Accidents & Emergencies
A great benefit of cellular
mobile telephones is their use in reporting trouble, according to the California
Highway Patrol (CHP) and other police, fire and emergency response agencies. To
warrant mobile phone handling, authorities say that an incident is considered an
emergency if it requires immediate action.
Mobile phone numbers for
reporting emergencies vary by state, region and city. Motorists should obtain
numbers for their localities and keep them at hand for quick calling in event of
A motorist who has a cellular
phone and happens upon an emergency should be prepared to give specific
information to the agency called.
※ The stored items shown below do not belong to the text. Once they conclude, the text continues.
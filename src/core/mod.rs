//! # Core
//!
//! Pieces every layer depends on and that depend on nothing app-specific.
//!
//! ```text
//!   presentation ──► domain ──► data ──► api
//!         │             │         │
//!         └─────────────┴─────────┴──► core (Resource, config)
//! ```
//!
//! ## Modules
//!
//! - [`resource`]: the `Resource<T>` envelope every use case returns
//! - [`config`]: config file, env and CLI resolution

pub mod config;
pub mod resource;
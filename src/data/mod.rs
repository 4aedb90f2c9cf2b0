//! # Collaborators
//!
//! The capabilities the use cases consume: remote travel listings and the
//! local trip store. Each method is a single call that reports a raw
//! [`Outcome`] or a [`RepositoryError`] and makes no judgement about either.

pub mod repository;
pub mod trips;

pub use repository::{Outcome, RepositoryError, RepositoryResult, TravelRepository, TripRepository};
pub use trips::{NewTrip, Trip, TripStore};
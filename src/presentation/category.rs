use std::sync::Arc;

use tokio::runtime::Handle;

use crate::api::{Category, TravelItem};
use crate::domain::HomeUseCase;
use crate::presentation::{Observable, ViewModelScope};

/// A single category's listing, e.g. "see all" from a home section.
pub struct CategoryViewModel {
    use_case: Arc<HomeUseCase>,
    category: Category,
    scope: ViewModelScope,
    list: Observable<Vec<TravelItem>>,
}

impl CategoryViewModel {
    pub fn new(use_case: Arc<HomeUseCase>, category: Category, runtime: Handle) -> Self {
        let vm = Self {
            use_case,
            category,
            scope: ViewModelScope::new(runtime),
            list: Observable::new(),
        };
        vm.reload();
        vm
    }

    pub fn reload(&self) {
        let uc = Arc::clone(&self.use_case);
        let category = self.category;
        self.scope
            .launch_fetch(&self.list, async move { uc.get_category_list(category).await });
    }

    pub fn category(&self) -> Category {
        self.category
    }

    pub fn list(&self) -> Observable<Vec<TravelItem>> {
        self.list.clone()
    }
}
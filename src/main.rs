use std::fs::File;
use std::io;
use std::path::PathBuf;

use clap::{Parser, Subcommand};
use futures::future::join_all;
use simplelog::{ConfigBuilder, LevelFilter, WriteLogger};
use tokio::runtime::Handle;

use travelbook::api::{Category, TravelItem};
use travelbook::app::AppContainer;
use travelbook::core::config;
use travelbook::core::resource::Resource;
use travelbook::data::{NewTrip, Trip};
use travelbook::presentation::Observable;

#[derive(Parser)]
#[command(name = "travelbook", about = "Browse travel listings, bookmarks and planned trips")]
struct Args {
    /// Config file to use instead of ~/.travelbook/config.toml
    #[arg(long)]
    config: Option<PathBuf>,

    /// Travel API base URL (overrides config and TRAVELBOOK_API_URL)
    #[arg(long)]
    api_url: Option<String>,

    #[command(subcommand)]
    command: Command,
}

#[derive(Subcommand)]
enum Command {
    /// List everything, or a single category
    List {
        #[arg(short, long, value_enum)]
        category: Option<Category>,
    },
    /// List bookmarked items
    Bookmarks,
    /// Bookmark an item, or clear its bookmark with --remove
    Bookmark {
        id: String,
        #[arg(long)]
        remove: bool,
    },
    /// List planned trips
    Trips,
    /// Plan a new trip
    TripAdd {
        #[arg(long)]
        title: String,
        #[arg(long)]
        city: String,
        #[arg(long)]
        date: String,
        #[arg(long)]
        note: Option<String>,
    },
    /// Delete a planned trip
    TripDelete { id: String },
}

#[tokio::main]
async fn main() -> io::Result<()> {
    let args = Args::parse();
    dotenv::dotenv().ok();

    // Initialize file logger - writes to travelbook.log in current directory.
    // The logger passes everything; the level from config is applied through
    // the global max level once config is resolved, so config loading is logged.
    let log_config = ConfigBuilder::new().set_time_format_rfc3339().build();
    if let Ok(log_file) = File::create("travelbook.log") {
        let _ = WriteLogger::init(LevelFilter::Trace, log_config, log_file);
    }
    log::set_max_level(LevelFilter::Debug);

    let file_config = config::load_config(args.config.as_deref()).map_err(|e| {
        log::error!("Config error: {}", e);
        eprintln!("travelbook: {}", e);
        io::Error::other(e.to_string())
    })?;
    let resolved = config::resolve(&file_config, args.api_url.as_deref());
    log::set_max_level(resolved.log_filter());

    log::info!("Travelbook starting up against {}", resolved.api_base_url);

    let app = AppContainer::new(&resolved).map_err(|e| {
        eprintln!("travelbook: {}", e);
        io::Error::other(e.to_string())
    })?;

    run(&app, args.command).await;
    Ok(())
}

async fn run(app: &AppContainer, command: Command) {
    let runtime = Handle::current();
    match command {
        Command::List { category: None } => {
            let vm = app.home_view_model(runtime);
            let sections = [
                ("All", vm.all_list()),
                ("Flights", vm.flight_list()),
                ("Hotels", vm.hotel_list()),
                ("Transportation", vm.transportation_list()),
            ];
            let results = join_all(sections.iter().map(|(_, stream)| settle(stream))).await;
            for ((label, _), result) in sections.iter().zip(results) {
                print_items(label, result);
            }
        }
        Command::List {
            category: Some(category),
        } => {
            let vm = app.category_view_model(category, runtime);
            print_items(category.as_str(), settle(&vm.list()).await);
        }
        Command::Bookmarks => {
            let vm = app.trip_view_model(runtime);
            print_items("Bookmarks", settle(&vm.bookmark_list()).await);
        }
        Command::Bookmark { id, remove } => {
            let vm = app.detail_view_model(runtime);
            vm.update_data(&id, !remove);
            print_update(&vm.update_status(), &id).await;
        }
        Command::Trips => {
            let vm = app.trip_view_model(runtime);
            print_trips(settle(&vm.trip_list()).await);
        }
        Command::TripAdd {
            title,
            city,
            date,
            note,
        } => {
            let vm = app.trip_view_model(runtime);
            vm.add_trip(NewTrip {
                title,
                city,
                date,
                note,
            });
            match settle(&vm.trip_status()).await {
                Some(Resource::Success { data: Some(trip) }) => {
                    println!("Added trip {}", trip.id);
                    print_trip(&trip);
                }
                other => print_status(other),
            }
        }
        Command::TripDelete { id } => {
            let vm = app.trip_view_model(runtime);
            vm.delete_trip(&id);
            print_update(&vm.trip_status(), &id).await;
        }
    }
}

/// Waits for `stream` to settle, or gives up on Ctrl-C.
async fn settle<T: Clone>(stream: &Observable<T>) -> Option<Resource<T>> {
    tokio::select! {
        settled = stream.settled() => settled,
        _ = tokio::signal::ctrl_c() => {
            log::info!("Interrupted while waiting");
            None
        }
    }
}

async fn print_update<T: Clone>(status: &Observable<T>, id: &str) {
    // Nothing is published for an update that was never started
    if status.current().is_none() {
        println!("Nothing to update for id '{}'", id);
        return;
    }
    print_status(settle(status).await);
}

fn print_status<T>(result: Option<Resource<T>>) {
    match result {
        Some(Resource::Success { .. }) => println!("Done"),
        Some(Resource::Error { message, .. }) => eprintln!("Failed: {}", message),
        Some(Resource::Loading { .. }) | None => eprintln!("Interrupted"),
    }
}

fn print_items(label: &str, result: Option<Resource<Vec<TravelItem>>>) {
    println!("== {} ==", label);
    match result {
        Some(Resource::Success { data: Some(items) }) if items.is_empty() => println!("(empty)"),
        Some(Resource::Success { data: Some(items) }) => {
            for item in items {
                let mark = if item.is_bookmark { "*" } else { " " };
                println!("{} {:<10} {} ({}, {})", mark, item.id, item.title, item.city, item.country);
            }
        }
        other => print_status(other),
    }
}

fn print_trips(result: Option<Resource<Vec<Trip>>>) {
    println!("== Trips ==");
    match result {
        Some(Resource::Success { data: Some(trips) }) if trips.is_empty() => println!("(none planned)"),
        Some(Resource::Success { data: Some(trips) }) => trips.iter().for_each(print_trip),
        other => print_status(other),
    }
}

fn print_trip(trip: &Trip) {
    print!("  {}  {} in {} on {}", trip.id, trip.title, trip.city, trip.date);
    match &trip.note {
        Some(note) => println!(" - {}", note),
        None => println!(),
    }
}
Most dispatchers will ask for facts but it is
best if motorists have ready the following details:
Location of the
emergency: road name or number, city, closest cross street or off-ramp, milepost
or other identifier, direction of travel, and any distinguishing landmarks
Nature of the
emergency: crash, reckless or suspected drinking driver, traffic hazard, medical
emergency, fire, crime in progress, etc.
In every instance, the dispatcher
will ask for the caller's name, mobile phone number, and home and work phone
numbers in case more information is needed. Important: A caller should stay on
the line until the dispatcher says he or she has enough information to be able
to send help.
It is almost impossible to
provide accurate information and drive safely at the same time. Pull over, turn
on your hazard lights (flashers) and stop.